Let me count the ways:
- The Internet itself is the basic enabler. The more people connected globally, the bigger the talent pool, the better the chance to get critical mass on an OS project from somewhere out there. The more connected and trained people, the greater the competition for gigs, the lower the compensation.
- The commoditization of computing. Very little of OS is new computer science. Most is plowing old ground, recreating functionality long available. Linux and mySQL are not about innovation, they are about consolidation and the collateral disruption of margins in erstwhile commercial software categories. The routine and understood are also easier to send outside.
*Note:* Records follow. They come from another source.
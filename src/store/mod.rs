//! Pipeline Store
//!
//! Durable storage for queue items, the generation history log, generated
//! drafts and strategic-plan context. Each concern is a small trait so the
//! dispatcher and review loop depend only on what they touch; [`SledStore`]
//! implements all of them over one sled database.

pub mod persistence;

pub use persistence::SledStore;

use crate::demand::{GenerationHistoryRecord, QueueItem};
use crate::error::StorageError;
use crate::generator::GeneratedEntity;
use crate::types::{EntityType, QueueStatus};
use serde_json::Value;

/// Row filter for [`QueueStore::list`]. Empty fields match everything.
#[derive(Debug, Clone, Default)]
pub struct QueueFilter {
    pub strategic_plan_id: Option<String>,
    pub entity_type: Option<EntityType>,
    pub statuses: Vec<QueueStatus>,
}

impl QueueFilter {
    pub fn for_plan(plan_id: &str) -> Self {
        Self {
            strategic_plan_id: Some(plan_id.to_string()),
            ..Self::default()
        }
    }

    pub fn with_status(mut self, status: QueueStatus) -> Self {
        self.statuses.push(status);
        self
    }

    pub fn with_entity_type(mut self, entity_type: Option<EntityType>) -> Self {
        self.entity_type = entity_type;
        self
    }

    pub fn matches(&self, item: &QueueItem) -> bool {
        self.strategic_plan_id
            .as_deref()
            .map_or(true, |plan| item.strategic_plan_id == plan)
            && self.entity_type.map_or(true, |t| item.entity_type == t)
            && (self.statuses.is_empty() || self.statuses.contains(&item.status))
    }
}

/// Result of a conditional update.
#[derive(Debug, Clone, PartialEq)]
pub enum Transition {
    /// The replacement row was written.
    Applied(QueueItem),
    /// The row was not in an acceptable state; carries the row as observed.
    Refused(QueueItem),
    Missing,
}

/// Queue table. `transition` is the only way rows change after insert.
pub trait QueueStore: Send + Sync {
    fn insert(&self, item: &QueueItem) -> Result<(), StorageError>;
    fn get(&self, id: &str) -> Result<Option<QueueItem>, StorageError>;
    fn list(&self, filter: &QueueFilter) -> Result<Vec<QueueItem>, StorageError>;

    /// Atomically replace the row with `apply(current)`.
    ///
    /// `apply` returns `None` to refuse. If another writer changes the row
    /// between read and write, the row is re-read and `apply` runs again, so
    /// it may be called more than once.
    fn transition(
        &self,
        id: &str,
        apply: &mut dyn FnMut(&QueueItem) -> Option<QueueItem>,
    ) -> Result<Transition, StorageError>;
}

/// Append-only attempt log.
pub trait HistoryLog: Send + Sync {
    fn append(&self, record: &GenerationHistoryRecord) -> Result<(), StorageError>;
    /// Records for one item ordered by attempt number.
    fn history_for_item(&self, queue_item_id: &str) -> Result<Vec<GenerationHistoryRecord>, StorageError>;
    fn history_for_plan(&self, strategic_plan_id: &str) -> Result<Vec<GenerationHistoryRecord>, StorageError>;
}

pub trait DraftStore: Send + Sync {
    fn put_draft(&self, entity: &GeneratedEntity) -> Result<(), StorageError>;
    fn get_draft(&self, id: &str) -> Result<Option<GeneratedEntity>, StorageError>;
}

/// Strategic-plan context handed to generators.
pub trait PlanStore: Send + Sync {
    fn put_plan(&self, plan_id: &str, context: &Value) -> Result<(), StorageError>;
    fn get_plan(&self, plan_id: &str) -> Result<Option<Value>, StorageError>;
}

/// Everything the pipeline needs from storage.
pub trait PipelineStore: QueueStore + HistoryLog + DraftStore + PlanStore {}

impl<T: QueueStore + HistoryLog + DraftStore + PlanStore> PipelineStore for T {}
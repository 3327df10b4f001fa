//! CLI domain: parse, route, help, output, and presentation only.
//! No domain orchestration; single route table dispatches to domain services.

mod help;
mod output;
mod parse;
mod presentation;
mod route;

pub use help::command_name;
pub use output::map_error;
pub use parse::{Cli, Commands, ConfigCommands, PlanCommands, ReviewCommands};
pub use presentation::{
    format_batch_response_text, format_history_text, format_item_detail_text, format_item_line,
    format_item_table, format_patterns_text, format_queue_stats_text,
};
pub use route::RunContext;
//! Queue item model and its pure state transitions.
//!
//! Every transition here is a function from the current row to an optional
//! replacement row. `None` means the row is not in the state the transition
//! expects; the store applies the replacement atomically (see
//! [`crate::store::QueueStore::transition`]).

use crate::generator::GeneratedEntity;
use crate::quality::QualityAssessment;
use crate::types::{EntityType, QueueStatus};
use chrono::{DateTime, Utc};
use serde::{Deserialize, Serialize};
use serde_json::Value;

/// Keys tried, in order, when a display title is needed from a spec.
const TITLE_KEYS: [&str; 4] = ["title", "title_en", "titleEn", "name"];

/// One unit of generation demand.
#[derive(Debug, Clone, PartialEq, Serialize, Deserialize)]
#[serde(rename_all = "camelCase")]
pub struct QueueItem {
    pub id: String,
    pub strategic_plan_id: String,
    pub entity_type: EntityType,
    /// Draft seed from upstream gap analysis. Opaque to the pipeline.
    pub prefilled_spec: Value,
    pub status: QueueStatus,
    pub attempts: u32,
    pub priority_score: f64,
    pub batch_id: Option<String>,
    pub generated_entity_id: Option<String>,
    pub generated_entity_type: Option<EntityType>,
    pub quality_score: Option<f64>,
    #[serde(default)]
    pub quality_feedback: QualityFeedback,
    pub created_at: DateTime<Utc>,
    pub updated_at: DateTime<Utc>,
    pub last_attempt_at: Option<DateTime<Utc>>,
}
//! Integration tests for the optimistic claim under concurrent batches

use crate::integration::support::{Harness, PLAN};
use draftline::demand::DispatchRequest;
use draftline::store::{HistoryLog, QueueFilter, QueueStore, Transition};
use draftline::types::{EntityType, QueueStatus};
use serde_json::json;
use std::collections::HashSet;
use std::sync::Arc;

const ITEMS: usize = 24;
const RUNS: usize = 4;

#[tokio::test(flavor = "multi_thread", worker_threads = 4)]
async fn test_concurrent_batches_never_double_process() {
    let h = Harness::new();
    for i in 0..ITEMS {
        h.seed(
            &format!("item-{:02}", i),
            EntityType::Challenge,
            (i % 5) as f64,
            json!({"score": 80}),
        );
    }

    let dispatcher = Arc::new(h.dispatcher());
    let mut handles = Vec::new();
    for _ in 0..RUNS {
        let dispatcher = Arc::clone(&dispatcher);
        handles.push(tokio::spawn(async move {
            dispatcher
                .dispatch(
                    &DispatchRequest::new(PLAN)
                        .with_batch_size(ITEMS)
                        .with_auto_approve(true, 70),
                )
                .await
        }));
    }

    let mut processed_ids = HashSet::new();
    let mut succeeded = 0;
    for handle in handles {
        let response = handle.await.unwrap();
        assert!(response.success);
        assert_eq!(response.processed, response.succeeded + response.failed);
        succeeded += response.succeeded;
        for result in &response.results {
            assert!(
                processed_ids.insert(result.queue_item_id.clone()),
                "{} was processed by two batches",
                result.queue_item_id
            );
        }
    }

    assert_eq!(succeeded, ITEMS);
    assert_eq!(processed_ids.len(), ITEMS);
    assert_eq!(h.generator.calls(), ITEMS);

    for item in h.store.list(&QueueFilter::for_plan(PLAN)).unwrap() {
        assert_eq!(item.status, QueueStatus::Accepted);
        assert_eq!(item.attempts, 1);
        let records = h.store.history_for_item(&item.id).unwrap();
        assert_eq!(records.len(), 1, "{} should have exactly one attempt", item.id);
    }
}

#[test]
fn test_second_claim_is_refused() {
    let h = Harness::new();
    h.seed("solo", EntityType::Pilot, 1.0, json!({}));
    let now = chrono::Utc::now();

    let first = h
        .store
        .transition("solo", &mut |row| row.claim("batch-a", now))
        .unwrap();
    assert!(matches!(first, Transition::Applied(_)));

    let second = h
        .store
        .transition("solo", &mut |row| row.claim("batch-b", now))
        .unwrap();
    match second {
        Transition::Refused(current) => {
            assert_eq!(current.status, QueueStatus::InProgress);
            assert_eq!(current.batch_id.as_deref(), Some("batch-a"));
        }
        other => panic!("expected refusal, got {:?}", other),
    }
}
- Modularity and open standards. The same methodology that enables breaking an OS project into pieces to be reassembled in Sourceforge, and run on well-defined downward APIs and data standards, likewise enables the commercial user to decompose a private project into pieces that are completed elsewhere. The stability of architecture and requirements necessary for this modularity is also a sign of the lack of fundamental new work.
- Low capital costs for developer class equipment. The same scale economies that let the college kid run Linux enable the Indian outsourcer. Used to be software costs for developer tools were a bit of a barrier, but OS fixed that issue. More competition, see above.
And some of the feedback loops:
- If you're competing with free, you've got to be - well - cheap. And that's not available in Silicon Valley. Even if you are building on free, or adding value through services, you get to cope with customer expectations for cost set by deployment of things like the LAMP stack in enterprise environments. Guess where you get cheap?
- The more offshoring, the more local infrastructure to support it, the greater ease and more incentives to set smart people on the path to learning code. The more raw talent looking to show its stuff through OS (or malcode for that matter).
- The more commodization, the less barrier to entry. The less attractiveness to investor equity capital. The more need to get the jobs done with absolutely minimal expense. (The more A round pitches I see with already established offshore teams.)
The Internet routes around choke points. It turns out the high price of implementing general purpose functionality was such a blockage. OS and offshoring are just different paths on the route around. Find something novel and defensible, or get used to it.